AI Article Synopsis

  • Severe mitral regurgitation (MR) is a serious heart condition that can have dangerous outcomes, and the MitraClip (MC) procedure is a key intervention that connects mitral valve leaflets but has variable results.
  • Researchers propose using artificial intelligence (AI) to help cardiologists select the best scenarios for MC implantation by creating an atlas of valve shapes and scenarios.
  • The study generated detailed geometric data from 3D echo images, literature, and machine learning, and used finite element modeling to simulate different MC scenarios, showing that clip location and quantity significantly affect MR and leaflet stress, while aiming to provide quicker AI-based predictions for clinical use.

Article Abstract

Severe mitral regurgitation (MR) is a cardiac disease that can lead to fatal consequences.
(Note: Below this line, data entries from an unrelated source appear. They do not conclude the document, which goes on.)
//! Composite input with permanent keyboard fallback
//!
//! Movement and fire each come from one slot. A slot holding hardware that
//! fails (at startup or mid-game) is swapped for the keyboard for the rest
//! of the session; it is never retried.

use super::{
    Button, HardwareProbe, InputError, InputSource, Keyboard, SampleContext, Tilt, keyboard_axis,
    keyboard_fire,
};
use crate::config::InputConfig;

/// Which half of the controls a source serves
#[derive(Debug, Clone, Copy, PartialEq, Eq)]
pub enum InputAxis {
    Movement,
    Fire,
}

/// Record of a source being swapped out mid-session
#[derive(Debug, Clone, PartialEq)]
pub struct InputDowngrade {
    pub axis: InputAxis,
    pub source: &'static str,
    pub error: InputError,
}

pub struct Controls {
    movement: Box<dyn InputSource>,
    fire: Box<dyn InputSource>,
    /// Downgrades not yet collected by the game loop
    downgrades: Vec<InputDowngrade>,
}

impl Default for Controls {
    fn default() -> Self {
        Self::keyboard()
    }
}

impl Controls {
    pub fn keyboard() -> Self {
        Self::new(Box::new(Keyboard), Box::new(Keyboard))
    }

    pub fn new(movement: Box<dyn InputSource>, fire: Box<dyn InputSource>) -> Self {
        Self {
            movement,
            fire,
            downgrades: Vec::new(),
        }
    }

    /// Open whatever hardware the config asks for, falling back to keyboard
    pub fn detect(config: &InputConfig, probe: &mut dyn HardwareProbe) -> Self {
        let movement: Box<dyn InputSource> = if config.tilt_enabled {
            match probe
                .open_rate_sensor()
                .and_then(|sensor| Tilt::calibrate(sensor, config))
            {
                Ok(tilt) => {
                    log::info!("Tilt sensor initialized, using it for movement");
                    Box::new(tilt)
                }
                Err(e) => {
                    log::warn!("Tilt sensor unavailable ({e}), using keyboard for movement");
                    Box::new(Keyboard)
                }
            }
        } else {
            Box::new(Keyboard)
        };

        let fire: Box<dyn InputSource> = if config.button_enabled {
            match probe.open_fire_button() {
                Ok(pin) => {
                    log::info!("Fire button initialized");
                    Box::new(Button::new(pin, config.debounce_interval))
                }
                Err(e) => {
                    log::warn!("Fire button unavailable ({e}), using keyboard for shooting");
                    Box::new(Keyboard)
                }
            }
        } else {
            Box::new(Keyboard)
        };

        Self::new(movement, fire)
    }

    pub fn movement_source(&self) -> &'static str {
        self.movement.name()
    }

    pub fn fire_source(&self) -> &'static str {
        self.fire.name()
    }

    /// Take the downgrades recorded since the last call
    pub fn take_downgrades(&mut self) -> Vec<InputDowngrade> {
        std::mem::take(&mut self.downgrades)
    }

    /// Release all devices (call once on exit)
    pub fn shutdown(&mut self) {
        self.movement.release();
        self.fire.release();
    }

    /// Movement for this tick; a failing source is downgraded and the keyboard answers
    pub fn axis(&mut self, ctx: &SampleContext) -> f32 {
        match self.movement.sample_axis(ctx) {
            Ok(axis) => axis.clamp(-ctx.max_speed, ctx.max_speed),
            Err(e) => {
                self.downgrade(InputAxis::Movement, e);
                keyboard_axis(ctx)
            }
        }
    }

    /// Fire decision for this tick, with the same fallback as [`Controls::axis`]
    pub fn fire(&mut self, ctx: &SampleContext) -> bool {
        match self.fire.sample_fire(ctx) {
            Ok(fire) => fire,
            Err(e) => {
                self.downgrade(InputAxis::Fire, e);
                keyboard_fire(ctx)
            }
        }
    }

    fn downgrade(&mut self, axis: InputAxis, error: InputError) {
        let slot = match axis {
            InputAxis::Movement => &mut self.movement,
            InputAxis::Fire => &mut self.fire,
        };
        let source = slot.name();
        log::warn!("Error reading {source} ({error}), switching {axis:?} to keyboard");
        slot.release();
        *slot = Box::new(Keyboard);
        self.downgrades.push(InputDowngrade {
            axis,
            source,
            error,
        });
    }
}

impl InputSource for Controls {
    fn name(&self) -> &'static str {
        "controls"
    }

    fn sample_axis(&mut self, ctx: &SampleContext) -> Result<f32, InputError> {
        Ok(self.axis(ctx))
    }

    fn sample_fire(&mut self, ctx: &SampleContext) -> Result<bool, InputError> {
        Ok(self.fire(ctx))
    }

    fn release(&mut self) {
        self.shutdown();
    }
}

#[cfg(test)]
mod tests {
    use std::cell::Cell;
    use std::rc::Rc;

    use super::*;
    use crate::input::test_support::{ScriptedPin, ScriptedSensor, ctx};
    use crate::input::{DigitalInput, KeyboardState, NoHardware, RateSensor};

    struct FakeProbe {
        sensor: Option<ScriptedSensor>,
        pin: Option<ScriptedPin>,
    }

    impl HardwareProbe for FakeProbe {
        fn open_rate_sensor(&mut self) -> Result<Box<dyn RateSensor>, InputError> {
            match self.sensor.take() {
                Some(s) => Ok(Box::new(s)),
                None => Err(InputError::Unavailable("tilt sensor".to_string())),
            }
        }

        fn open_fire_button(&mut self) -> Result<Box<dyn DigitalInput>, InputError> {
            match self.pin.take() {
                Some(p) => Ok(Box::new(p)),
                None => Err(InputError::Unavailable("fire button".to_string())),
            }
        }
    }

    fn config() -> InputConfig {
        InputConfig {
            calibration_samples: 1,
            ..Default::default()
        }
    }

    #[test]
    fn test_detect_without_hardware() {
        let controls = Controls::detect(&config(), &mut NoHardware);
        assert_eq!(controls.movement_source(), "keyboard");
        assert_eq!(controls.fire_source(), "keyboard");
    }

    #[test]
    fn test_detect_with_hardware() {
        let mut probe = FakeProbe {
            sensor: Some(ScriptedSensor::constant(0.0)),
            pin: Some(ScriptedPin::new([])),
        };
        let controls = Controls::detect(&config(), &mut probe);
        assert_eq!(controls.movement_source(), "tilt");
        assert_eq!(controls.fire_source(), "button");
    }

    #[test]
    fn test_disabled_hardware_is_not_opened() {
        let mut probe = FakeProbe {
            sensor: Some(ScriptedSensor::constant(0.0)),
            pin: Some(ScriptedPin::new([])),
        };
        let cfg = InputConfig {
            tilt_enabled: false,
            button_enabled: false,
            ..config()
        };
        let controls = Controls::detect(&cfg, &mut probe);
        assert_eq!(controls.movement_source(), "keyboard");
        assert!(probe.sensor.is_some());
        assert!(probe.pin.is_some());
    }

    #[test]
    fn test_calibration_failure_falls_back() {
        let mut probe = FakeProbe {
            sensor: Some(ScriptedSensor::new([Err(InputError::Io("i2c".to_string()))])),
            pin: None,
        };
        let controls = Controls::detect(&config(), &mut probe);
        assert_eq!(controls.movement_source(), "keyboard");
    }

    #[test]
    fn test_sampling_failure_is_permanent_downgrade() {
        // Calibration reading, one good reading, a failure, then readings that would work
        let sensor = ScriptedSensor::new([
            Ok(0.0),
            Ok(10.0),
            Err(InputError::Io("i2c".to_string())),
            Ok(50.0),
        ]);
        let tilt = Tilt::calibrate(Box::new(sensor), &config()).unwrap();
        let mut controls = Controls::new(Box::new(tilt), Box::new(Keyboard));
        let keys = KeyboardState {
            right: true,
            ..Default::default()
        };
        let c = ctx(&keys, 0.0, true);

        assert!((controls.axis(&c) - 20.0).abs() < 1e-4);
        // Failure answered from keyboard this tick
        assert_eq!(controls.axis(&c), 200.0);
        assert_eq!(controls.movement_source(), "keyboard");

        let downgrades = controls.take_downgrades();
        assert_eq!(downgrades.len(), 1);
        assert_eq!(downgrades[0].axis, InputAxis::Movement);
        assert_eq!(downgrades[0].source, "tilt");

        // Sensor would read fine again, but it is never retried
        assert_eq!(controls.axis(&c), 200.0);
        assert!(controls.take_downgrades().is_empty());
    }

    #[test]
    fn test_button_failure_falls_back_to_fire_key() {
        let pin = ScriptedPin::new([Err(InputError::Io("gpio".to_string()))]);
        let mut controls = Controls::new(Box::new(Keyboard), Box::new(Button::new(Box::new(pin), 0.1)));
        let keys = KeyboardState {
            fire: true,
            ..Default::default()
        };
        assert!(controls.fire(&ctx(&keys, 0.0, true)));
        assert_eq!(controls.fire_source(), "keyboard");
        assert_eq!(controls.take_downgrades()[0].axis, InputAxis::Fire);
    }

    struct ReleaseCounter(Rc<Cell<u32>>);

    impl DigitalInput for ReleaseCounter {
        fn is_active(&mut self) -> Result<bool, InputError> {
            Err(InputError::Io("gpio".to_string()))
        }

        fn release(&mut self) {
            self.0.set(self.0.get() + 1);
        }
    }

    #[test]
    fn test_failed_driver_is_released() {
        let released = Rc::new(Cell::new(0));
        let button = Button::new(Box::new(ReleaseCounter(released.clone())), 0.1);
        let mut controls = Controls::new(Box::new(Keyboard), Box::new(button));
        let keys = KeyboardState::default();
        controls.sample_fire(&ctx(&keys, 0.0, true)).unwrap();
        assert_eq!(released.get(), 1);

        // Keyboard has nothing to release
        controls.shutdown();
        assert_eq!(released.get(), 1);
    }
}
MitraClip (MC) intervention is a percutaneous procedure whereby the mitral valve (MV) leaflets are connected along the edge using MCs. The outcomes of the MC intervention are not known in advance, i.e., the outcomes are quite variable. Artificial intelligence (AI) can be used to guide the cardiologist in selecting optimal MC scenarios. In this study, we describe an atlas of shapes as well as different scenarios for MC implantation for such an AI analysis. We generated the MV geometrical data from three different sources. First, the patients' 3-dimensional echo images were used. The pixel data from six key points were obtained from three views of the echo images. Using PyGem, an open-source morphing library in Python, these coordinates were used to create the geometry by morphing a template geometry. Second, the dimensions of the MV, from the literature were used to create data. Third, we used machine learning methods, principal component analysis, and generative adversarial networks to generate more shapes. We used the finite element (FE) software ABAQUS to simulate smoothed particle hydrodynamics in different scenarios for MC intervention. The MR and stresses in the leaflets were post-processed. Our physics-based FE models simulated the outcomes of MC intervention for different scenarios. The MR and stresses in the leaflets were computed by the FE models for a single clip at different locations as well as two and three clips. Results from FE simulations showed that the location and number of MCs affect subsequent residual MR, and that leaflet stresses do not follow a simple pattern. Furthermore, FE models need several hours to provide the results, and they are not applicable for clinical usage where the predicted outcomes of MC therapy are needed in real-time. In this study, we generated the required dataset for the AI models which can provide the results in a matter of seconds.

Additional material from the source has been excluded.